Biostar学习笔记（4）GenBank, FASTA, FASTQ and download SRA files from NCBI

Sequence data formats

1. Common sequence data formats including GenBank, FASTA, FASTQ formats. GenBank and FASTA format often represent curated sequencing information. FASTQ often represent experimentally obtained data.

(1) GenBank file format

GenBank is part of the International Nucleotide Sequence Database Collaboration , which comprises the DNA DataBank of Japan (DDBJ), the European Nucleotide Archive (ENA), and GenBank at NCBI. These three organizations exchange data on a daily basis.
More information on GenBank format can be found here

When do we use the GenBank format?

GenBank format can represent variety of information while keeping this information human-readable.

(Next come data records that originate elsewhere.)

//! Least upper bound and greatest lower bound.
//!
//! `lub` follows the erased-candidate construction: collect the erased
//! supertypes every input shares, keep the minimal ones, and for each generic
//! candidate compute the least containing parameterization of the relevant
//! supertypes. Recursion through type arguments is cut off at
//! `MAX_LUB_DEPTH` or when a lub of the same input set is already in
//! progress; the cut produces an unbounded wildcard.

use crate::conversion::boxed;
use crate::db::TypeDatabase;
use crate::subtype::SubtypeChecker;
use crate::types::{ClassId, ClassKind, TypeData, TypeId, Wildcard};
use gti_common::limits::MAX_LUB_DEPTH;
use indexmap::IndexSet;
use std::collections::VecDeque;
use tracing::trace;

pub struct LubComputer<'a> {
    db: &'a dyn TypeDatabase,
    checker: SubtypeChecker<'a>,
    in_progress: Vec<Vec<TypeId>>,
}

impl<'a> LubComputer<'a> {
    pub fn new(db: &'a dyn TypeDatabase) -> Self {
        LubComputer {
            db,
            checker: SubtypeChecker::new(db),
            in_progress: Vec::new(),
        }
    }

    pub fn lub(&mut self, types: &[TypeId]) -> TypeId {
        let mut inputs: Vec<TypeId> = Vec::with_capacity(types.len());
        for &t in types {
            if t == TypeId::NULL {
                continue;
            }
            let t = boxed(t).unwrap_or(t);
            if !inputs.contains(&t) {
                inputs.push(t);
            }
        }
        match inputs.len() {
            0 => return TypeId::NULL,
            1 => return inputs[0],
            _ => {}
        }
        for &candidate in &inputs {
            if inputs
                .iter()
                .all(|&other| self.checker.is_subtype(other, candidate))
            {
                return candidate;
            }
        }

        let elements: Vec<TypeId> = inputs
            .iter()
            .filter_map(|&t| self.db.array_element(t))
            .collect();
        if !elements.is_empty() {
            if elements.len() == inputs.len() && elements.iter().all(|e| !e.is_primitive()) {
                let elem = self.lub(&elements);
                return self.db.array(elem);
            }
            return TypeId::OBJECT;
        }

        let mut key = inputs.clone();
        key.sort();
        self.in_progress.push(key);
        let result = self.lub_of_classes(&inputs);
        self.in_progress.pop();
        trace!(inputs = ?inputs, result = result.0, "lub");
        result
    }

    fn lub_of_classes(&mut self, inputs: &[TypeId]) -> TypeId {
        let sets: Vec<IndexSet<ClassId>> = inputs
            .iter()
            .map(|&t| self.erased_supertypes(t))
            .collect();
        let shared: Vec<ClassId> = sets[0]
            .iter()
            .copied()
            .filter(|c| sets[1..].iter().all(|s| s.contains(c)))
            .collect();
        let minimal: Vec<ClassId> = shared
            .iter()
            .copied()
            .filter(|&v| {
                !shared
                    .iter()
                    .any(|&w| w != v && self.erased_class_supertypes(w).contains(&v))
            })
            .collect();

        let mut candidates = Vec::with_capacity(minimal.len());
        for decl in minimal {
            let generic = self
                .db
                .class_decl(decl)
                .map(|d| d.is_generic())
                .unwrap_or(false);
            if !generic {
                candidates.push(self.db.class_type(decl, Vec::new()));
                continue;
            }
            candidates.push(self.least_containing_parameterization(decl, inputs));
        }
        glb(self.db, &candidates).unwrap_or(TypeId::OBJECT)
    }

    fn least_containing_parameterization(&mut self, decl: ClassId, inputs: &[TypeId]) -> TypeId {
        let mut relevant = Vec::with_capacity(inputs.len());
        for &t in inputs {
            match self.checker.as_super(t, decl) {
                Some(sup) if matches!(self.db.lookup(sup), Some(TypeData::Class(_))) => {
                    if !relevant.contains(&sup) {
                        relevant.push(sup);
                    }
                }
                _ => return self.db.raw(decl),
            }
        }
        let mut acc = relevant[0];
        for &next in &relevant[1..] {
            acc = self.lcp(decl, acc, next);
        }
        acc
    }

    fn lcp(&mut self, decl: ClassId, left: TypeId, right: TypeId) -> TypeId {
        let (Some((_, left_args)), Some((_, right_args))) =
            (self.db.class_parts(left), self.db.class_parts(right))
        else {
            return self.db.raw(decl);
        };
        if left_args.len() != right_args.len() {
            return self.db.raw(decl);
        }
        let args = left_args
            .iter()
            .zip(right_args.iter())
            .map(|(&l, &r)| self.lcta(l, r))
            .collect();
        self.db.class_type(decl, args)
    }

    /// Least containing type argument.
    fn lcta(&mut self, left: TypeId, right: TypeId) -> TypeId {
        let db = self.db;
        if left == right {
            return left;
        }
        let unbounded = db.wildcard(Wildcard::Unbounded);
        match (db.as_wildcard(left), db.as_wildcard(right)) {
            (None, None) => self.extends_lub(&[left, right]),
            (None, Some(Wildcard::Extends(b))) | (Some(Wildcard::Extends(b)), None) => {
                let other = if db.as_wildcard(left).is_some() {
                    right
                } else {
                    left
                };
                self.extends_lub(&[other, b])
            }
            (Some(Wildcard::Extends(a)), Some(Wildcard::Extends(b))) => self.extends_lub(&[a, b]),
            (None, Some(Wildcard::Super(b))) | (Some(Wildcard::Super(b)), None) => {
                let other = if db.as_wildcard(left).is_some() {
                    right
                } else {
                    left
                };
                match glb(db, &[other, b]) {
                    Some(g) => db.wildcard(Wildcard::Super(g)),
                    None => unbounded,
                }
            }
            (Some(Wildcard::Super(a)), Some(Wildcard::Super(b))) => match glb(db, &[a, b]) {
                Some(g) => db.wildcard(Wildcard::Super(g)),
                None => unbounded,
            },
            (Some(Wildcard::Extends(a)), Some(Wildcard::Super(b)))
            | (Some(Wildcard::Super(b)), Some(Wildcard::Extends(a))) => {
                if a == b {
                    a
                } else {
                    unbounded
                }
            }
            _ => unbounded,
        }
    }

    fn extends_lub(&mut self, types: &[TypeId]) -> TypeId {
        let unbounded = self.db.wildcard(Wildcard::Unbounded);
        let mut key = types.to_vec();
        key.sort();
        key.dedup();
        if self.in_progress.len() as u32 >= MAX_LUB_DEPTH || self.in_progress.contains(&key) {
            return unbounded;
        }
        let inner = self.lub(types);
        if inner == TypeId::OBJECT {
            unbounded
        } else {
            self.db.wildcard(Wildcard::Extends(inner))
        }
    }

    /// Erased supertypes of `ty` in breadth-first order, `Object` last.
    fn erased_supertypes(&mut self, ty: TypeId) -> IndexSet<ClassId> {
        let mut out = IndexSet::new();
        let mut queue = VecDeque::from([ty]);
        let mut seen = IndexSet::new();
        while let Some(current) = queue.pop_front() {
            if !seen.insert(current) {
                continue;
            }
            if let Some((decl, _)) = self.db.class_parts(current) {
                out.insert(decl);
            }
            queue.extend(self.checker.direct_supertypes(current));
        }
        out.shift_remove(&ClassId::OBJECT);
        out.insert(ClassId::OBJECT);
        out
    }

    fn erased_class_supertypes(&mut self, decl: ClassId) -> IndexSet<ClassId> {
        let ty = self.db.class_type(decl, Vec::new());
        self.erased_supertypes(ty)
    }
}

pub fn lub(db: &dyn TypeDatabase, types: &[TypeId]) -> TypeId {
    LubComputer::new(db).lub(types)
}

/// Greatest lower bound as a normalized intersection.
///
/// Members that are supertypes of other members are dropped. Returns `None`
/// when two unrelated classes (or a class and an array) would have to meet.
pub fn glb(db: &dyn TypeDatabase, types: &[TypeId]) -> Option<TypeId> {
    let mut flat: Vec<TypeId> = Vec::with_capacity(types.len());
    for &t in types {
        match db.intersection_members(t) {
            Some(members) => {
                for &m in members.iter() {
                    if !flat.contains(&m) {
                        flat.push(m);
                    }
                }
            }
            None => {
                if !flat.contains(&t) {
                    flat.push(t);
                }
            }
        }
    }
    let mut checker = SubtypeChecker::new(db);
    let kept: Vec<TypeId> = flat
        .iter()
        .enumerate()
        .filter(|&(i, &t)| {
            !flat.iter().enumerate().any(|(j, &other)| {
                j != i && checker.is_subtype(other, t) && (j < i || !checker.is_subtype(t, other))
            })
        })
        .map(|(_, &t)| t)
        .collect();
    if kept.is_empty() {
        return Some(TypeId::OBJECT);
    }

    let is_class_like = |t: TypeId| match db.lookup(t) {
        Some(TypeData::Array(_)) => true,
        Some(TypeData::Class(r)) => db
            .class_decl(r.decl)
            .is_some_and(|d| d.kind == ClassKind::Class),
        Some(TypeData::Raw(decl)) => db
            .class_decl(decl)
            .is_some_and(|d| d.kind == ClassKind::Class),
        _ => false,
    };
    let (mut classes, others): (Vec<TypeId>, Vec<TypeId>) =
        kept.into_iter().partition(|&t| is_class_like(t));
    if classes.len() > 1 {
        return None;
    }
    classes.extend(others);
    Some(db.intersection(classes))
}

#[cfg(test)]
#[path = "../tests/lub_tests.rs"]
mod tests;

It is not suitable for data-analysis.

(2) FASTA format

在生物信息学中，FASTA格式是一种用于记录核酸序列或肽序列的文本格式，其中的核酸或氨基酸均以单个字母编码呈现。该格式同时还允许在序列之前定义名称和编写注释。这一格式最初由FASTA软件包定义，但现今已是生物信息学领域的一项标准。
FASTA简明的格式降低了序列操纵和分析的难度，令序列可被文本处理工具和诸如Python、Ruby和Perl等脚本语言处理。
FASTA is a DNA sequence format for specifying or representing DNA sequences. It does not contain sequence quality information.
Reference: Wikipedia FASTA格式

(3) FASTQ file format

FASTQ is extended FASTA file format with sequencing quality score (phred score).
Please refer to the following references:

fasta与fastq格式文件解读
Wikipedia FASTQ格式 (Simplified Chinese) or FASTQ format (English)
FASTQ文件中，一个序列通常由四行组成：
第一行以@开头，之后为序列的标识符以及描述信息（与FASTA格式的描述行类似）
第二行为序列信息
第三行以+开头，之后可以再次加上序列的标识及描述信息（可选）
第四行为质量得分信息，与第二行的序列相对应，长度必须与第二行相同
The character '!' represents the lowest quality while '~' is the highest. Here are the quality value characters in left-to-right increasing order of quality (ASCII):

!"#$%&'()*+,-./0123456789:;<=>?@ABCDEFGHIJKLMNOPQRSTUVWXYZ[\]^_`abcdefghijklmnopqrstuvwxyz{|}~

Further reading:
Differences between FASTA, FASTQ and SAM formats

2. Databases that contain gene sequencing data

NCBI GEO: can search datasets (sequencing data from a series of participants)
NCBI SRA: can search sequencing data from individual participant
ArrayExpress: Experiments are submitted directly to ArrayExpress or are imported from the NCBI Gene Expression Omnibus database. For high-throughput sequencing based experiments the raw data is brokered to the European Nucleotide Archive, while the experiment descriptions and processed data are archived in ArrayExpress.
European Nucleotide Archive: Learn more about how to use ENA by reading ENA: Guidelines and Tips.

I prefer NCBI GEO and SRA because I can use Aspera to download SRA files, which is super fast. It's best to keep Aspera connect software up-to-date.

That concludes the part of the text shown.